_To do_
From the entries, copy out every line in which the word "while" is found.

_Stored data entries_
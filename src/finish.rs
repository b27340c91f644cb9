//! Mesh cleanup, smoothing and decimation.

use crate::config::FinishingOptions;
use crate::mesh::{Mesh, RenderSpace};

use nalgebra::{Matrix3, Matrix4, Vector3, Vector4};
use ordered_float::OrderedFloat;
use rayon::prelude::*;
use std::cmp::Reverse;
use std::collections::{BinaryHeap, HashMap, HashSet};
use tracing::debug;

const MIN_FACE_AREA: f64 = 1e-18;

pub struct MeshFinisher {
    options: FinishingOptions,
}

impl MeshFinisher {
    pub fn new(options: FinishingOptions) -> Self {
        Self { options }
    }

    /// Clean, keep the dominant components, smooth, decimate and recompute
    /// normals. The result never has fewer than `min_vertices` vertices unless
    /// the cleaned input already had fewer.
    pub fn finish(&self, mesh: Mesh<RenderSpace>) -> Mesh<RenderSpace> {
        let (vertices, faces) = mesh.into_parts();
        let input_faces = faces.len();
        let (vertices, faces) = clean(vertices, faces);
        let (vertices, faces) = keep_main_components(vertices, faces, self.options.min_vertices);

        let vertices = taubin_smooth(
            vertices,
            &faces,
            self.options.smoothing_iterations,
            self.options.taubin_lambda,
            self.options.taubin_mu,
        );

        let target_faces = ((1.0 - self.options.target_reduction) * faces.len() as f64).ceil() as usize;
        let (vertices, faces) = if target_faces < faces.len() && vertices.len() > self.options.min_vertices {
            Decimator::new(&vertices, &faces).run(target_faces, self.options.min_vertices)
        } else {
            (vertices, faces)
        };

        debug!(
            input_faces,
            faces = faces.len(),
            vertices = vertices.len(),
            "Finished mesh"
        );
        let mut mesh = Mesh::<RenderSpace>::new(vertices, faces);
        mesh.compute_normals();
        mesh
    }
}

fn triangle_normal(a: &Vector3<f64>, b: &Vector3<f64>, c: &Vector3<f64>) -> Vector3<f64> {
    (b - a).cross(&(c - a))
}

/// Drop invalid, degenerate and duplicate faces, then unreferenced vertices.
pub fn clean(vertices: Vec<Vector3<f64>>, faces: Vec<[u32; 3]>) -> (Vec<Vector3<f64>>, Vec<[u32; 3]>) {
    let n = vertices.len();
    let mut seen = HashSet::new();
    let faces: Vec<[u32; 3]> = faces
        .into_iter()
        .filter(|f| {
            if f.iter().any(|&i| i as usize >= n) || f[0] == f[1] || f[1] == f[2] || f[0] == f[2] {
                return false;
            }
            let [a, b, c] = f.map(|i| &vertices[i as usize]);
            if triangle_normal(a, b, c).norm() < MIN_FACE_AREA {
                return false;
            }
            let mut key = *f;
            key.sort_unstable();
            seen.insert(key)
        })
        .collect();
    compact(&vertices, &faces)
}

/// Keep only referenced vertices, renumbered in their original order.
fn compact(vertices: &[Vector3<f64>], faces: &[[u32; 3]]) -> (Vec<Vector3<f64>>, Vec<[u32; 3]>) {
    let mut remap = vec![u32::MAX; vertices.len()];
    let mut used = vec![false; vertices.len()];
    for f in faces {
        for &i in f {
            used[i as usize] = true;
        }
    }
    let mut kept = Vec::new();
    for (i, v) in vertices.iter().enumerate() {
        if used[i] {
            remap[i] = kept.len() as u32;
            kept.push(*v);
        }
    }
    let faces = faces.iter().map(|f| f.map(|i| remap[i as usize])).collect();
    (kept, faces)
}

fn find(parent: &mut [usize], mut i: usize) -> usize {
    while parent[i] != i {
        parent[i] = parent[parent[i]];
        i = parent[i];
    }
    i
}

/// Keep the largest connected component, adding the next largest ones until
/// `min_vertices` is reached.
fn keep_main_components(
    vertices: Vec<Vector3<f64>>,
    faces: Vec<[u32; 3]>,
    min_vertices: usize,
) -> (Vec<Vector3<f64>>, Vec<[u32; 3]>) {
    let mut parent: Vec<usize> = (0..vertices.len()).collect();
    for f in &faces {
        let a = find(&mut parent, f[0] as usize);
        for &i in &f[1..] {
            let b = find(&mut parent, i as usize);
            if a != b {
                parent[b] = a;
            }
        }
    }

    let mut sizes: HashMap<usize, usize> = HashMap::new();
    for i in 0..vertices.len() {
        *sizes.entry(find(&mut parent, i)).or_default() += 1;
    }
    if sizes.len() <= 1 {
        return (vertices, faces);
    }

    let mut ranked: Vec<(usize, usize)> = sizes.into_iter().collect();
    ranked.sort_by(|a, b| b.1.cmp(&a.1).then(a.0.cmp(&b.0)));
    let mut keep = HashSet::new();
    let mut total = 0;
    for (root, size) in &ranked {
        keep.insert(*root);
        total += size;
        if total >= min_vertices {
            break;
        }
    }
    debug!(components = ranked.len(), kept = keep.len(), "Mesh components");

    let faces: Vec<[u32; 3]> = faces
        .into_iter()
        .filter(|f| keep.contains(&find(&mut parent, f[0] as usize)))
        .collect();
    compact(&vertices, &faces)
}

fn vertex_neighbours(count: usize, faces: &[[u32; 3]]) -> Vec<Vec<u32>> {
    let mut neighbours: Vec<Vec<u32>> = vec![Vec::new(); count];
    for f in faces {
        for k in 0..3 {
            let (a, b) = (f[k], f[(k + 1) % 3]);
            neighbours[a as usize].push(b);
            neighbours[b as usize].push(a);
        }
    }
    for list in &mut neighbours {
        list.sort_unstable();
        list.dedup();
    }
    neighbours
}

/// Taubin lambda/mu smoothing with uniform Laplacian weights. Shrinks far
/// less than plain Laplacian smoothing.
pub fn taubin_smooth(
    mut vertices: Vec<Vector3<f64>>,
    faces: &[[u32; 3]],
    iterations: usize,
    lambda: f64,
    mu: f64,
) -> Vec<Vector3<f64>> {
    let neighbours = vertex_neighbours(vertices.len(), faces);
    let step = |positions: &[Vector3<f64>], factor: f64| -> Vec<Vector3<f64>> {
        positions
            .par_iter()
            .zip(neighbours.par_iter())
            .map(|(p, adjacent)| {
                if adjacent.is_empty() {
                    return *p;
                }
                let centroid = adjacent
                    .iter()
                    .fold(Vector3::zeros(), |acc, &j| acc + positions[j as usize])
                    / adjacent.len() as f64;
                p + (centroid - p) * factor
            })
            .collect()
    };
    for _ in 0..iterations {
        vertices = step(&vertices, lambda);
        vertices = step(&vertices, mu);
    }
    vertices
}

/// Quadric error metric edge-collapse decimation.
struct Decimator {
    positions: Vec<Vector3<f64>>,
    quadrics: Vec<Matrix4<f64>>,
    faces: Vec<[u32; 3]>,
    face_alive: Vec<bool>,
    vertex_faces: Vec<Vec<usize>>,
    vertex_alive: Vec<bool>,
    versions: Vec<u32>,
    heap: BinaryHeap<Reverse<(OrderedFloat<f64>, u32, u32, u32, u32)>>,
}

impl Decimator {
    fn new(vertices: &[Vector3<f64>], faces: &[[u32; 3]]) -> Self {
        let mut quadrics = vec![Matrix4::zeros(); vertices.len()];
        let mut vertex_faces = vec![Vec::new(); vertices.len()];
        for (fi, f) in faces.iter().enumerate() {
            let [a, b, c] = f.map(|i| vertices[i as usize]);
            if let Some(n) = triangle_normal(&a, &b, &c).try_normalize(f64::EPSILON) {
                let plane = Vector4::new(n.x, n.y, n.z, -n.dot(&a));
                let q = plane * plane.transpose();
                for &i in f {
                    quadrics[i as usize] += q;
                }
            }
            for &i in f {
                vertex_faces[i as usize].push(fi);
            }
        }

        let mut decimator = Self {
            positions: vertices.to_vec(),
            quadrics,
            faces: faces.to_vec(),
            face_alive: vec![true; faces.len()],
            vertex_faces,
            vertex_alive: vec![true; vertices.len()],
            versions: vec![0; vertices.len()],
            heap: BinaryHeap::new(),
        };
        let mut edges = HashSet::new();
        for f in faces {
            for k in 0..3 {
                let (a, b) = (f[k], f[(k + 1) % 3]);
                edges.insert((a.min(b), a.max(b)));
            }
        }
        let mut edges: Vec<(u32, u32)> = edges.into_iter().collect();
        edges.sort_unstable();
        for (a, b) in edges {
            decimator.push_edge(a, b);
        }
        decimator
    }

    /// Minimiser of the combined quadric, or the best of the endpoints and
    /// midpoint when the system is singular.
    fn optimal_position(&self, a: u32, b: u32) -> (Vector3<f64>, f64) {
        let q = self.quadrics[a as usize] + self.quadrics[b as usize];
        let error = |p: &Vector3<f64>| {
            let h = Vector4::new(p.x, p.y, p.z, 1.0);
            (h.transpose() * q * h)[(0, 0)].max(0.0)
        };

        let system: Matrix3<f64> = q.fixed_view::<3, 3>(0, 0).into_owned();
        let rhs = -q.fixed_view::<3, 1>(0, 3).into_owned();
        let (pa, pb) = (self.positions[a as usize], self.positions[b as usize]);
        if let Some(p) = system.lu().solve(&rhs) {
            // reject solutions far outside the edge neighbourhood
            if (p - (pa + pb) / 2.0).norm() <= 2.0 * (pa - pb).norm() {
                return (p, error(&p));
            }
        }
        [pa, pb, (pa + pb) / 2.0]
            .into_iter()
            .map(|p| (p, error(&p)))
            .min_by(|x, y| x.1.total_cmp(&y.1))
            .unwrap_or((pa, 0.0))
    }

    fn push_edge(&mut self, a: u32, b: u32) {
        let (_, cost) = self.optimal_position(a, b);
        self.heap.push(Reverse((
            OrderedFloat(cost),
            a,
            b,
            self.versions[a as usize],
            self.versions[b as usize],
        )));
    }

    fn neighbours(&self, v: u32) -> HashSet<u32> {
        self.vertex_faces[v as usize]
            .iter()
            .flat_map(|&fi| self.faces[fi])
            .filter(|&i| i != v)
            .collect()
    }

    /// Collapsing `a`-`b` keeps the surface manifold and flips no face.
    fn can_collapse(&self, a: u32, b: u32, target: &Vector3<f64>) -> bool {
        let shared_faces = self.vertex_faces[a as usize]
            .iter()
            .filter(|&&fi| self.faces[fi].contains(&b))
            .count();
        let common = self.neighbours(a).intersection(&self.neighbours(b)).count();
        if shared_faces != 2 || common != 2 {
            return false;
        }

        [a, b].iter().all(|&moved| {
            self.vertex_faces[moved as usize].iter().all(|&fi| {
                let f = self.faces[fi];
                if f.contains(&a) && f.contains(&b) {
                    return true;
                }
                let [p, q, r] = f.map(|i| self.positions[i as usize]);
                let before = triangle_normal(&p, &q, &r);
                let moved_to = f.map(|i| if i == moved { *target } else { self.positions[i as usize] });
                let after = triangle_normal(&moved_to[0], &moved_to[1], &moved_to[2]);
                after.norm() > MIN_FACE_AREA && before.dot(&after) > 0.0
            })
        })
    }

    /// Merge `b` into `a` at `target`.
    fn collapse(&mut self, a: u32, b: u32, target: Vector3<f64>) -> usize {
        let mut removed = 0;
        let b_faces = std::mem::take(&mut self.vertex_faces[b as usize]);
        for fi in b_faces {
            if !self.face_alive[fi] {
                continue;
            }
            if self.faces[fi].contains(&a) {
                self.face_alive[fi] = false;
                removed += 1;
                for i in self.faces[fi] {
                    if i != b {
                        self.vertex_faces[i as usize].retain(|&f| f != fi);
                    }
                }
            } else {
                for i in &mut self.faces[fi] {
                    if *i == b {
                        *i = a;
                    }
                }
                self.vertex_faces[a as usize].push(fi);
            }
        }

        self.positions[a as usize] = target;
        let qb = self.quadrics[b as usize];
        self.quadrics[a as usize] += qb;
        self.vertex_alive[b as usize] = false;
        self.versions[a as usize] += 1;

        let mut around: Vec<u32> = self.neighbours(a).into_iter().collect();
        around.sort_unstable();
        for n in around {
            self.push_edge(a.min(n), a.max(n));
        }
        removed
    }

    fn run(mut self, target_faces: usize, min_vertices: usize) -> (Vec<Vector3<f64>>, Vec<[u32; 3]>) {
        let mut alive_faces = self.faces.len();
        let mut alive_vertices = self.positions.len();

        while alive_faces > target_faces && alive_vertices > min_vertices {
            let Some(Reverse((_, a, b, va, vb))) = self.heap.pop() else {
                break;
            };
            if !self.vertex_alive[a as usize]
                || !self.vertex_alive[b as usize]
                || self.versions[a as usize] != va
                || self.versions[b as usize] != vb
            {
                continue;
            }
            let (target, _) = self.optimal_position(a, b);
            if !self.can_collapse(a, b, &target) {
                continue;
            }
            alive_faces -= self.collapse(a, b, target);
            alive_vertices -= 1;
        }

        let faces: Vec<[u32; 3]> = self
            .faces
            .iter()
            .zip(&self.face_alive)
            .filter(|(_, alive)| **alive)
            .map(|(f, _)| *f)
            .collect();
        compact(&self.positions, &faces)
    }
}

_Solution below_
    while parent[i] != i {
        while alive_faces > target_faces && alive_vertices > min_vertices {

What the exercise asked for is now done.